NPJ Schizophr. 2020 Sep 21;6(1):25. doi: 10.1038/s41537-020-00109-0.

Abstract

Treatment of schizophrenia has had limited success in treating core cognitive symptoms. The evidence of multi-gene involvement suggests that multi-target therapy may be needed. Meanwhile, the complexity of schizophrenia pathophysiology and psychopathology, coupled with the species-specificity of much of the symptomatology, places limits on analysis via animal models, in vitro assays, and patient assessment. Multiscale computer modeling complements these traditional modes of study. Using a hippocampal CA3 computer model with 1200 neurons, we examined the effects of alterations in NMDAR, HCN (Ih current), and GABAAR on information flow (measured with normalized transfer entropy), and in gamma activity in local field potential (LFP). We found that altering NMDARs, GABAAR, Ih, individually or in combination, modified information flow in an inverted-U shape manner, with information flow reduced at low and high levels of these parameters.

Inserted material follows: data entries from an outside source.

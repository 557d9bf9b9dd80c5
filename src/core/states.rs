//! Game state definitions that control the overall flow of the game.
//!
//! There is no menu: the game starts playing immediately, and death is the
//! only transition.

use bevy::prelude::*;

/// Main game states.
///
/// - `Playing` while the player is alive
/// - `GameOver` once health runs out, until the player restarts
#[derive(States, Debug, Clone, Copy, Eq, PartialEq, Hash, Default)]
pub enum GameState {
    /// Active gameplay
    #[default]
    Playing,
    /// Player has died; the final score is on screen
    GameOver,
}

/// Per-frame ordering of everything that touches the session.
///
/// Input is collected first, then the attack trigger fires, then a pending
/// restart replaces the session, then queued session events are published
/// and finally the presentation catches up.
#[derive(SystemSet, Debug, Clone, PartialEq, Eq, Hash)]
pub enum SessionSet {
    Input,
    Attack,
    Restart,
    Publish,
    Present,
}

Theta-gamma phase-amplitude coupling also had an inverted-U shape relationship with NMDAR augmentation. The strong information flow was associated with an intermediate level of synchrony, seen as an intermediate level of gamma activity in the LFP, and an intermediate level of pyramidal cell excitability. Our results are consistent with the idea that overly low or high gamma power is associated with pathological information flow and information processing. These data suggest the need for careful titration of schizophrenia pharmacotherapy to avoid extremes that alter information flow in different ways. These results also identify gamma power as a potential biomarker for monitoring pathology and multi-target pharmacotherapy.